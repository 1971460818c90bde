//! Header menu model
//!
//! The header is a static tree of menu items. The storefront appends the
//! basket button, which is the only item that talks to the bus.

use super::observable::Model;
use crate::storefront::events::{SharedEventBus, StoreEvent};
use std::collections::BTreeMap;

/// Element kinds allowed in the header
#[derive(Debug, Clone, Copy, PartialEq, Eq)]
pub enum HeaderTag {
    A,
    Button,
    Img,
    Nav,
    Span,
}

impl HeaderTag {
    pub fn as_str(&self) -> &'static str {
        match self {
            HeaderTag::A => "a",
            HeaderTag::Button => "button",
            HeaderTag::Img => "img",
            HeaderTag::Nav => "nav",
            HeaderTag::Span => "span",
        }
    }
}

/// One node of the header menu tree
#[derive(Debug, Clone, PartialEq)]
pub struct HeaderItem {
    pub tag: HeaderTag,
    pub class_name: String,
    pub text: Option<String>,
    pub href: Option<String>,
    pub src: Option<String>,
    pub alt: Option<String>,
    pub dataset: BTreeMap<String, String>,
    /// Event published when the item is activated
    pub on_click: Option<StoreEvent>,
    pub children: Vec<HeaderItem>,
}

impl HeaderItem {
    pub fn new(tag: HeaderTag, class_name: &str) -> Self {
        Self {
            tag,
            class_name: class_name.to_string(),
            text: None,
            href: None,
            src: None,
            alt: None,
            dataset: BTreeMap::new(),
            on_click: None,
            children: Vec::new(),
        }
    }

    pub fn with_text(mut self, text: &str) -> Self {
        self.text = Some(text.to_string());
        self
    }

    pub fn with_href(mut self, href: &str) -> Self {
        self.href = Some(href.to_string());
        self
    }

    pub fn with_image(mut self, src: &str, alt: &str) -> Self {
        self.src = Some(src.to_string());
        self.alt = Some(alt.to_string());
        self
    }

    pub fn with_data(mut self, key: &str, value: &str) -> Self {
        self.dataset.insert(key.to_string(), value.to_string());
        self
    }

    pub fn with_on_click(mut self, event: StoreEvent) -> Self {
        self.on_click = Some(event);
        self
    }

    pub fn with_children(mut self, children: Vec<HeaderItem>) -> Self {
        self.children = children;
        self
    }
}

/// Static menu shown above every page
pub fn default_header_items() -> Vec<HeaderItem> {
    vec![
        HeaderItem::new(HeaderTag::A, "header__logo")
            .with_href("/")
            .with_children(vec![HeaderItem::new(HeaderTag::Img, "header__logo-image")
                .with_image("logo.svg", "Ono-tebe-nado! logo")]),
        HeaderItem::new(HeaderTag::Nav, "header__menu").with_children(vec![
            HeaderItem::new(HeaderTag::A, "header__menu-item")
                .with_href("/")
                .with_text("Главная"),
            HeaderItem::new(HeaderTag::A, "header__menu-item")
                .with_href("/")
                .with_text("Посмотреть лоты"),
            HeaderItem::new(HeaderTag::A, "header__menu-item")
                .with_href("/")
                .with_text("Об аукционе"),
        ]),
    ]
}

/// Button that opens the basket, with its lot counter badge
pub fn basket_button() -> HeaderItem {
    HeaderItem::new(HeaderTag::Button, "header__basket")
        .with_text("Корзина")
        .with_on_click(StoreEvent::BasketOpen)
        .with_children(vec![HeaderItem::new(HeaderTag::Span, "header__basket-counter")
            .with_text("0")
            .with_data("element", "basket")
            .with_data("component", "basket")])
}

/// Header model: configured menu items plus the basket button
pub struct Header {
    model: Model<Vec<HeaderItem>>,
}

impl Header {
    pub fn new(mut items: Vec<HeaderItem>, bus: SharedEventBus) -> Self {
        items.push(basket_button());
        Self {
            model: Model::new(items, bus),
        }
    }

    pub fn items(&self) -> &[HeaderItem] {
        self.model.data()
    }
}

#[cfg(test)]
mod tests {
    use super::*;
    use crate::storefront::events::SimpleEventBus;

    #[test]
    fn header_should_append_basket_button() {
        let header = Header::new(default_header_items(), SimpleEventBus::shared());
        let last = header.items().last().unwrap();

        assert_eq!(last.class_name, "header__basket");
        assert_eq!(last.on_click, Some(StoreEvent::BasketOpen));
        assert_eq!(last.children[0].class_name, "header__basket-counter");
    }

    #[test]
    fn default_menu_should_have_three_links() {
        let items = default_header_items();
        let nav = items.iter().find(|i| i.tag == HeaderTag::Nav).unwrap();
        assert_eq!(nav.children.len(), 3);
    }
}
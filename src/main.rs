//! # lotline Main Entry Point
//!
//! Terminal auction storefront.

use std::fs::OpenOptions;
use std::io::IsTerminal;
use std::sync::Mutex;

use anyhow::{Context, Result};
use lotline::cmd_args::CommandLineArgs;
use lotline::config::{get_config_path, StoreConfig};
use lotline::io::{TerminalEventStream, TerminalRenderStream};
use lotline::services::HttpAuctionApi;
use lotline::AppController;
use tracing_subscriber::{fmt::time::ChronoLocal, EnvFilter};

const LOG_ENV_VAR: &str = "LOTLINE_LOG";

#[tokio::main]
async fn main() -> Result<()> {
    let cmd_args = CommandLineArgs::parse();

    if !std::io::stdin().is_terminal() || !std::io::stdout().is_terminal() {
        anyhow::bail!("lotline needs an interactive terminal");
    }

    let config_path = get_config_path();
    let config = StoreConfig::load(&config_path, cmd_args.profile())?
        .with_api_origin(cmd_args.api_origin());

    init_tracing_subscriber(&config, cmd_args.verbose())?;
    tracing::info!(
        "starting with profile '{}' from '{}', api origin {}",
        cmd_args.profile(),
        config_path,
        config.api_origin
    );

    let api = HttpAuctionApi::new(&config.api_origin, config.request_timeout)?;
    let mut controller = AppController::with_io_streams(
        api,
        TerminalEventStream::new(),
        TerminalRenderStream::new(),
    )?;

    controller.run().await
}

fn init_tracing_subscriber(config: &StoreConfig, verbose: bool) -> Result<()> {
    let default_level = if verbose { "debug" } else { "warn" };
    let filter = EnvFilter::try_from_env(LOG_ENV_VAR)
        .or_else(|_| EnvFilter::try_from_default_env())
        .unwrap_or_else(|_| EnvFilter::new(format!("{}={default_level}", env!("CARGO_CRATE_NAME"))))
        .add_directive("reqwest=warn".parse()?)
        .add_directive("hyper=warn".parse()?)
        .add_directive("hyper_util=warn".parse()?)
        .add_directive("rustls=warn".parse()?);

    let builder = tracing_subscriber::fmt()
        .with_env_filter(filter)
        .with_timer(ChronoLocal::rfc_3339())
        .with_target(false);

    // The terminal belongs to the UI, so logs go to a file when one is set
    match &config.log_file {
        Some(path) => {
            let file = OpenOptions::new()
                .create(true)
                .append(true)
                .open(path)
                .with_context(|| format!("Failed to open log file '{}'", path.display()))?;
            builder.with_ansi(false).with_writer(Mutex::new(file)).init();
        }
        None => builder.with_writer(std::io::stderr).init(),
    }

    Ok(())
}
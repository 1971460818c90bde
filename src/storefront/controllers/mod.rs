//! # Controllers Module
//!
//! The application controller drives the storefront: it owns the session,
//! turns key presses into view actions and handles every bus event.

pub mod app_controller;
pub mod input;
pub mod session;

pub use app_controller::{AppController, ERROR_LOAD_FAILED};
pub use input::{map_key, InputCommand};
pub use session::{ModalContent, Session};
//! Basket row for a lot the operator is still bidding on

use crate::storefront::events::StoreEvent;
use crate::storefront::models::Lot;
use crate::storefront::views::format::format_amount;
use crate::storefront::views::{templates, Component, Node, UiAction};

pub struct LotBasketRowView {
    container: Node,
    title: String,
}

impl LotBasketRowView {
    pub fn new() -> Self {
        Self {
            container: templates::bid_row(),
            title: String::new(),
        }
    }
}

impl Default for LotBasketRowView {
    fn default() -> Self {
        Self::new()
    }
}

impl Component<Lot> for LotBasketRowView {
    fn container(&self) -> &Node {
        &self.container
    }

    fn apply(&mut self, lot: &Lot) {
        let open = UiAction::Emit(StoreEvent::CatalogItemClick { id: lot.id.clone() });
        self.container
            .update("bid__open", |button| button.set_action(open));

        self.title = lot.title.clone();
        self.container
            .update("bid__title", |el| el.set_text(&lot.title));
        self.container
            .update("bid__amount", |el| el.set_text(format_amount(lot.price)));

        let alt = self.title.clone();
        self.container
            .update("bid__image", |el| el.set_image(&lot.image, Some(&alt)));
    }
}
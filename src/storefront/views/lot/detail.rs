//! Lot detail view shown in the modal
//!
//! | status | timer                 | bid form                 | history            |
//! |--------|-----------------------|--------------------------|--------------------|
//! | wait   | time until open       | hidden                   | shown if non-empty |
//! | active | time until close      | shown if history present | shown if non-empty |
//! | closed | "auction ended"+price | hidden                   | shown if non-empty |
//!
//! Bid amounts are not validated here; the auction API decides whether a
//! bid is acceptable.

use crate::storefront::events::{SharedEventBus, StoreEvent};
use crate::storefront::models::{Lot, LotStatus};
use crate::storefront::views::format::{
    digits_only, format_amount, format_countdown, format_currency, now,
};
use crate::storefront::views::{templates, Component, Node};
use chrono::{DateTime, Utc};

const NO_DATE: &str = "Дата не указана";

pub struct LotDetailView {
    container: Node,
    bus: SharedEventBus,
    id: String,
    title: String,
    status: Option<LotStatus>,
    datetime: Option<DateTime<Utc>>,
    price: u64,
    history: Option<Vec<u64>>,
}

impl LotDetailView {
    pub fn new(bus: SharedEventBus) -> Self {
        Self {
            container: templates::lot_detail(),
            bus,
            id: String::new(),
            title: String::new(),
            status: None,
            datetime: None,
            price: 0,
            history: None,
        }
    }

    pub fn lot_id(&self) -> &str {
        &self.id
    }

    /// Render `lot` with the countdown measured from `now`
    pub fn apply_at(&mut self, lot: &Lot, now: DateTime<Utc>) {
        if self.id != lot.id {
            self.set_bid_value("");
        }
        self.id = lot.id.clone();
        self.set_title(&lot.title);
        self.set_description(lot.long_description());
        self.set_image(&lot.image);

        self.status = Some(lot.status);
        self.datetime = lot.datetime;
        self.price = lot.price;
        self.set_history(lot.history.clone());

        self.sync_status_text(now);
        self.sync_bid_form();
    }

    /// Recompute the timer text; called on every tick while the lot is shown
    pub fn refresh_countdown(&mut self, now: DateTime<Utc>) {
        self.sync_status_text(now);
    }

    /// Operator typed into the bid input; keep digits and regroup them
    pub fn handle_bid_input(&mut self, raw: &str) {
        let digits = digits_only(raw);
        let display = match digits.parse::<u64>() {
            Ok(amount) => format_amount(amount),
            Err(_) => digits,
        };
        self.set_bid_value(&display);
    }

    /// Publish the typed bid and clear the input. Ignored while the form is
    /// hidden.
    pub fn submit_bid(&mut self) -> bool {
        if !self.is_bid_form_visible() {
            tracing::debug!("bid submit ignored, form hidden for lot {}", self.id);
            return false;
        }

        let value = digits_only(self.bid_value()).parse::<u64>().unwrap_or(0);
        self.set_bid_value("");

        tracing::info!("placing bid {} on lot {}", value, self.id);
        self.bus.publish(StoreEvent::LotPlaceBid {
            id: self.id.clone(),
            value,
        });
        true
    }

    pub fn bid_value(&self) -> &str {
        self.container
            .find("lot__bid-input")
            .map(Node::value)
            .unwrap_or_default()
    }

    pub fn is_bid_form_visible(&self) -> bool {
        self.container
            .find("lot__bid")
            .is_some_and(|form| !form.is_hidden())
    }

    fn set_bid_value(&mut self, value: &str) {
        self.container
            .update("lot__bid-input", |input| input.set_value(value));
    }

    fn set_title(&mut self, title: &str) {
        self.title = title.to_string();
        self.container.update("lot__title", |el| el.set_text(title));
    }

    fn set_description(&mut self, text: &str) {
        let mut paragraphs: Vec<Node> = text
            .split('\n')
            .map(str::trim)
            .filter(|line| !line.is_empty())
            .map(|line| Node::new("p").with_class("lot__description").with_text(line))
            .collect();
        if paragraphs.is_empty() {
            paragraphs.push(Node::new("p").with_class("lot__description"));
        }

        self.container.update("lot__content", |content| {
            let children = content.children_mut();
            children.retain(|child| !child.has_class("lot__description"));
            let at = children
                .iter()
                .position(|child| child.has_class("lot__title"))
                .map_or(0, |index| index + 1);
            children.splice(at..at, paragraphs);
        });
    }

    fn set_image(&mut self, src: &str) {
        let alt = self.title.clone();
        self.container
            .update("lot__image", |el| el.set_image(src, Some(&alt)));
    }

    fn set_history(&mut self, history: Option<Vec<u64>>) {
        self.history = history;
        let bids = self.history.clone().unwrap_or_default();

        self.container.update("lot__history", |el| {
            if bids.is_empty() {
                el.replace_children(Vec::new());
                el.set_hidden();
                return;
            }

            let items = bids
                .iter()
                .map(|bid| {
                    Node::new("li")
                        .with_class("lot__history-item")
                        .with_text(format_amount(*bid))
                })
                .collect();
            el.replace_children(vec![
                Node::new("span")
                    .with_class("lot__history-caption")
                    .with_text("Последние ставки:"),
                Node::new("ul")
                    .with_class("lot__history-bids")
                    .with_children(items),
            ]);
            el.set_visible();
        });
    }

    fn countdown(&self, now: DateTime<Utc>) -> String {
        match self.datetime {
            Some(target) => format_countdown(target, now),
            None => NO_DATE.to_string(),
        }
    }

    fn sync_status_text(&mut self, now: DateTime<Utc>) {
        let Some(status) = self.status else {
            return;
        };

        let (timer, text) = match status {
            LotStatus::Wait => (self.countdown(now), "До начала аукциона".to_string()),
            LotStatus::Active => (self.countdown(now), "До закрытия лота".to_string()),
            LotStatus::Closed => (
                "Аукцион завершён".to_string(),
                format!("Продано за {}", format_currency(self.price)),
            ),
        };

        self.container
            .update("lot__status-timer", |el| el.set_text(timer));
        self.container
            .update("lot__status-text", |el| el.set_text(text));
    }

    fn sync_bid_form(&mut self) {
        let visible = self.status == Some(LotStatus::Active) && self.history.is_some();
        self.container.update("lot__bid", |form| {
            if visible {
                form.set_visible();
            } else {
                form.set_hidden();
            }
        });
    }
}

impl Component<Lot> for LotDetailView {
    fn container(&self) -> &Node {
        &self.container
    }

    fn apply(&mut self, lot: &Lot) {
        self.apply_at(lot, now());
    }
}

#[cfg(test)]
mod tests {
    use super::*;
    use crate::storefront::events::{SimpleEventBus, Topic};
    use chrono::{Duration, TimeZone};
    use std::sync::{Arc, Mutex};

    fn fixed_now() -> DateTime<Utc> {
        Utc.with_ymd_and_hms(2026, 10, 19, 12, 0, 0).unwrap()
    }

    fn lot(status: LotStatus, history: Option<Vec<u64>>) -> Lot {
        Lot {
            id: "lot-7".to_string(),
            title: "Часы".to_string(),
            description: "Первая строка\n\n  Вторая строка  ".to_string(),
            image: "https://cdn/watch.png".to_string(),
            status,
            datetime: Some(fixed_now() + Duration::days(1) + Duration::hours(2)),
            price: 12500,
            min_price: 10000,
            history,
            ..Lot::default()
        }
    }

    fn view_with_events() -> (LotDetailView, Arc<Mutex<Vec<StoreEvent>>>) {
        let bus = SimpleEventBus::shared();
        let received = Arc::new(Mutex::new(Vec::new()));
        let received_clone = received.clone();
        bus.subscribe_all(Arc::new(move |_: Topic, event: &StoreEvent| {
            received_clone.lock().unwrap().push(event.clone());
        }));
        (LotDetailView::new(bus), received)
    }

    fn text_of(view: &LotDetailView, class: &str) -> String {
        view.container().find(class).unwrap().text().to_string()
    }

    #[test]
    fn wait_lot_should_count_down_to_opening_and_hide_form() {
        let (mut view, _) = view_with_events();
        view.apply_at(&lot(LotStatus::Wait, None), fixed_now());

        assert_eq!(text_of(&view, "lot__status-timer"), "1д 2ч 0 мин 0 сек");
        assert_eq!(text_of(&view, "lot__status-text"), "До начала аукциона");
        assert!(!view.is_bid_form_visible());
        assert!(view.container().find("lot__history").unwrap().is_hidden());
    }

    #[test]
    fn active_lot_should_show_form_only_when_history_present() {
        let (mut view, _) = view_with_events();

        view.apply_at(&lot(LotStatus::Active, Some(vec![])), fixed_now());
        assert!(view.is_bid_form_visible());
        assert!(view.container().find("lot__history").unwrap().is_hidden());

        view.apply_at(&lot(LotStatus::Active, None), fixed_now());
        assert!(!view.is_bid_form_visible());
    }

    #[test]
    fn active_lot_with_empty_history_should_offer_bid_form() {
        let (mut view, _) = view_with_events();
        view.apply_at(&lot(LotStatus::Active, Some(Vec::new())), fixed_now());

        assert!(view.is_bid_form_visible());
        assert!(view.container().find("lot__history").unwrap().is_hidden());
        assert!(view.container().find("lot__history-item").is_none());
    }

    #[test]
    fn active_lot_should_list_history() {
        let (mut view, _) = view_with_events();
        view.apply_at(&lot(LotStatus::Active, Some(vec![10000, 12500])), fixed_now());

        let history = view.container().find("lot__history").unwrap();
        assert!(!history.is_hidden());
        let items = history.find_all("lot__history-item");
        assert_eq!(items.len(), 2);
        assert_eq!(items[1].text(), "12\u{a0}500");
        assert_eq!(text_of(&view, "lot__status-text"), "До закрытия лота");
    }

    #[test]
    fn closed_lot_should_show_sale_price() {
        let (mut view, _) = view_with_events();
        view.apply_at(&lot(LotStatus::Closed, Some(vec![12500])), fixed_now());

        assert_eq!(text_of(&view, "lot__status-timer"), "Аукцион завершён");
        assert_eq!(
            text_of(&view, "lot__status-text"),
            "Продано за 12\u{a0}500\u{a0}₽"
        );
        assert!(!view.is_bid_form_visible());
        assert!(!view.container().find("lot__history").unwrap().is_hidden());
    }

    #[test]
    fn missing_date_should_say_so() {
        let (mut view, _) = view_with_events();
        let mut lot = lot(LotStatus::Active, Some(vec![]));
        lot.datetime = None;
        view.apply_at(&lot, fixed_now());

        assert_eq!(text_of(&view, "lot__status-timer"), "Дата не указана");
    }

    #[test]
    fn description_should_split_into_paragraphs_after_title() {
        let (mut view, _) = view_with_events();
        view.apply_at(&lot(LotStatus::Wait, None), fixed_now());
        view.apply_at(&lot(LotStatus::Wait, None), fixed_now());

        let content = view.container().find("lot__content").unwrap();
        let paragraphs = content.find_all("lot__description");
        assert_eq!(paragraphs.len(), 2);
        assert_eq!(paragraphs[0].text(), "Первая строка");
        assert_eq!(paragraphs[1].text(), "Вторая строка");
        assert!(content.children()[1].has_class("lot__description"));
    }

    #[test]
    fn refresh_countdown_should_follow_clock() {
        let (mut view, _) = view_with_events();
        view.apply_at(&lot(LotStatus::Active, Some(vec![])), fixed_now());
        view.refresh_countdown(fixed_now() + Duration::hours(2));

        assert_eq!(text_of(&view, "lot__status-timer"), "1д 0ч 0 мин 0 сек");
    }

    #[test]
    fn bid_input_should_keep_digits_only() {
        let (mut view, _) = view_with_events();
        view.apply_at(&lot(LotStatus::Active, Some(vec![])), fixed_now());

        view.handle_bid_input("15a00b0");
        assert_eq!(view.bid_value(), "15\u{a0}000");

        view.handle_bid_input("abc");
        assert_eq!(view.bid_value(), "");
    }

    #[test]
    fn submit_bid_should_emit_value_and_clear_input() {
        let (mut view, received) = view_with_events();
        view.apply_at(&lot(LotStatus::Active, Some(vec![])), fixed_now());
        view.handle_bid_input("13000");

        assert!(view.submit_bid());

        assert_eq!(view.bid_value(), "");
        assert_eq!(
            *received.lock().unwrap(),
            vec![StoreEvent::LotPlaceBid {
                id: "lot-7".to_string(),
                value: 13000
            }]
        );
    }

    #[test]
    fn submit_bid_should_not_validate_amount() {
        let (mut view, received) = view_with_events();
        view.apply_at(&lot(LotStatus::Active, Some(vec![])), fixed_now());
        view.handle_bid_input("1");

        assert!(view.submit_bid());
        assert_eq!(received.lock().unwrap().len(), 1);
    }

    #[test]
    fn submit_bid_should_be_ignored_when_form_hidden() {
        let (mut view, received) = view_with_events();
        view.apply_at(&lot(LotStatus::Closed, None), fixed_now());

        assert!(!view.submit_bid());
        assert!(received.lock().unwrap().is_empty());
    }
}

Task
When a line contains the string "warn", copy it from the records.

Written answer
    let default_level = if verbose { "debug" } else { "warn" };
        .add_directive("reqwest=warn".parse()?)
        .add_directive("hyper=warn".parse()?)
        .add_directive("hyper_util=warn".parse()?)
        .add_directive("rustls=warn".parse()?);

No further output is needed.